TASK TO CARRY OUT →
Read through the lines below for the string "ArcMidpoint" and copy each one that has it.

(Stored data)
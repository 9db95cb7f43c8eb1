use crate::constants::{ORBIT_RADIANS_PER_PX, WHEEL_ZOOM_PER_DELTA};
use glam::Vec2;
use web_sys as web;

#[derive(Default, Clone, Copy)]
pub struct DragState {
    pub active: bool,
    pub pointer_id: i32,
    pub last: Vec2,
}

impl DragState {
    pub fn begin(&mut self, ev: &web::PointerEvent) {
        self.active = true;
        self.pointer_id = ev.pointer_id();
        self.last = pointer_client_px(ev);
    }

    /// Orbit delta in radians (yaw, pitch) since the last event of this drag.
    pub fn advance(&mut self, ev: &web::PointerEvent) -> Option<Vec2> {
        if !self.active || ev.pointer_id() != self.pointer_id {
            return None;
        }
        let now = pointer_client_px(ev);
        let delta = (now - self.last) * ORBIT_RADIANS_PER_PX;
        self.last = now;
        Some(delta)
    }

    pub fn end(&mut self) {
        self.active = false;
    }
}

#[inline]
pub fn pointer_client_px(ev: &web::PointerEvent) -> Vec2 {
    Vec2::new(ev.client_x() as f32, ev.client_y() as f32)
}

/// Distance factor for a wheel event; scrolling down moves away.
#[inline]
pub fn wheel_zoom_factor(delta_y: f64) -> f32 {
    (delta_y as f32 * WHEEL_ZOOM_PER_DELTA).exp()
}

---

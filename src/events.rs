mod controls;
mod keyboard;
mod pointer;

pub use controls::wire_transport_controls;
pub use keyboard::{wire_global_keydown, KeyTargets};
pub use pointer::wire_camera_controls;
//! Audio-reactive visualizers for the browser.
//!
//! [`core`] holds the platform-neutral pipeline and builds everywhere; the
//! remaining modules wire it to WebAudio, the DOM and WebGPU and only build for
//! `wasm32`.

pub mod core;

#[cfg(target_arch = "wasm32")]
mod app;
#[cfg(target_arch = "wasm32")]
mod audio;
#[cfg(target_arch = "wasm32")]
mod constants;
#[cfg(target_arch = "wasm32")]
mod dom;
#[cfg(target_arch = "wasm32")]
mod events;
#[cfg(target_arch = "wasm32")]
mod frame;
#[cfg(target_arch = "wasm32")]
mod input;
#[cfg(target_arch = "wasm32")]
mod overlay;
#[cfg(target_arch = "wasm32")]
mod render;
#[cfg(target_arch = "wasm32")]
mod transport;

--

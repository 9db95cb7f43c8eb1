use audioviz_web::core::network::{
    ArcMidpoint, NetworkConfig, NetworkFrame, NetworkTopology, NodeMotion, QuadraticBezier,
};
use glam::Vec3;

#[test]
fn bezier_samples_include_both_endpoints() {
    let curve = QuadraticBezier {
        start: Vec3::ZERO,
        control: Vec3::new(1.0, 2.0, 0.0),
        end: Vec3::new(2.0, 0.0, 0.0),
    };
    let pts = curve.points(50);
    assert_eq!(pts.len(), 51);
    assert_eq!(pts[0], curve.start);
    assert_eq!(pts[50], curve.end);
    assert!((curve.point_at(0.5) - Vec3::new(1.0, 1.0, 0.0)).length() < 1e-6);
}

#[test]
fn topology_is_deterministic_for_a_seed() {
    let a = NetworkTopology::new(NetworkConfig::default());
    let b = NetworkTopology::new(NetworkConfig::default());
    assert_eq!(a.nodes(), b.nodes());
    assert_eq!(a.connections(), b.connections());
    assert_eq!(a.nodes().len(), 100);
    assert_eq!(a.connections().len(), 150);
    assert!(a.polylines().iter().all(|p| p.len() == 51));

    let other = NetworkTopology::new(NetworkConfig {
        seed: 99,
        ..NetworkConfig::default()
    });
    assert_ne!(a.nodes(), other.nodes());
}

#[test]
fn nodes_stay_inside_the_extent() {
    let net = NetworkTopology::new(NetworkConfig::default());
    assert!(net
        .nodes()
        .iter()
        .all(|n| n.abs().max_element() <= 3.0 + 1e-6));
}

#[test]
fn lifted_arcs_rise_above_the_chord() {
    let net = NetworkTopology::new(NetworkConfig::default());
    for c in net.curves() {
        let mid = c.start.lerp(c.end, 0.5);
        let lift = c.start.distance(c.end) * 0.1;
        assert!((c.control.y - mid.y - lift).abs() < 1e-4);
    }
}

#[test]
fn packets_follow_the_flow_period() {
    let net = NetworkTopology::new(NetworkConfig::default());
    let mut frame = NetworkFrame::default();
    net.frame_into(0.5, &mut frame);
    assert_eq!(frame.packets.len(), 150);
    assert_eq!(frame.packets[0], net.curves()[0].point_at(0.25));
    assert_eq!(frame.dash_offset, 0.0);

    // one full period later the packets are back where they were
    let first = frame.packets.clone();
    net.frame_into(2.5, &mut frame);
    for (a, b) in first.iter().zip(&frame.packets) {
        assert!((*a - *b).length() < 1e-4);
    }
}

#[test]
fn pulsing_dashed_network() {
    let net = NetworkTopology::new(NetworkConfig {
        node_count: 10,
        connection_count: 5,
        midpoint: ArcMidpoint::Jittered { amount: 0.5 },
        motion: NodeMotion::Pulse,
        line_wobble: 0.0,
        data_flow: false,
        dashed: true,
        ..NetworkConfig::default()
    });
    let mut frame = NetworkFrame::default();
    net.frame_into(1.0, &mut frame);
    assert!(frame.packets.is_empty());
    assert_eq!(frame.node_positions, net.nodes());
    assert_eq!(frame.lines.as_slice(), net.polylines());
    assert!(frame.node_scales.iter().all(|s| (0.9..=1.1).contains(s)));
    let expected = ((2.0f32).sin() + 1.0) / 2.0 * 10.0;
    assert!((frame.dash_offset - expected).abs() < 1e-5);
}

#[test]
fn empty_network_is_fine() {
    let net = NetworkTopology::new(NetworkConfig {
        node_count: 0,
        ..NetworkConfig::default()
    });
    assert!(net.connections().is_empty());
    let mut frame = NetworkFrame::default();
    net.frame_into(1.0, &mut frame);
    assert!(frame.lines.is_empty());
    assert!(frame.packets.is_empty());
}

RESPONSE FOR THIS EXERCISE →
    ArcMidpoint, NetworkConfig, NetworkFrame, NetworkTopology, NodeMotion, QuadraticBezier,
        midpoint: ArcMidpoint::Jittered { amount: 0.5 },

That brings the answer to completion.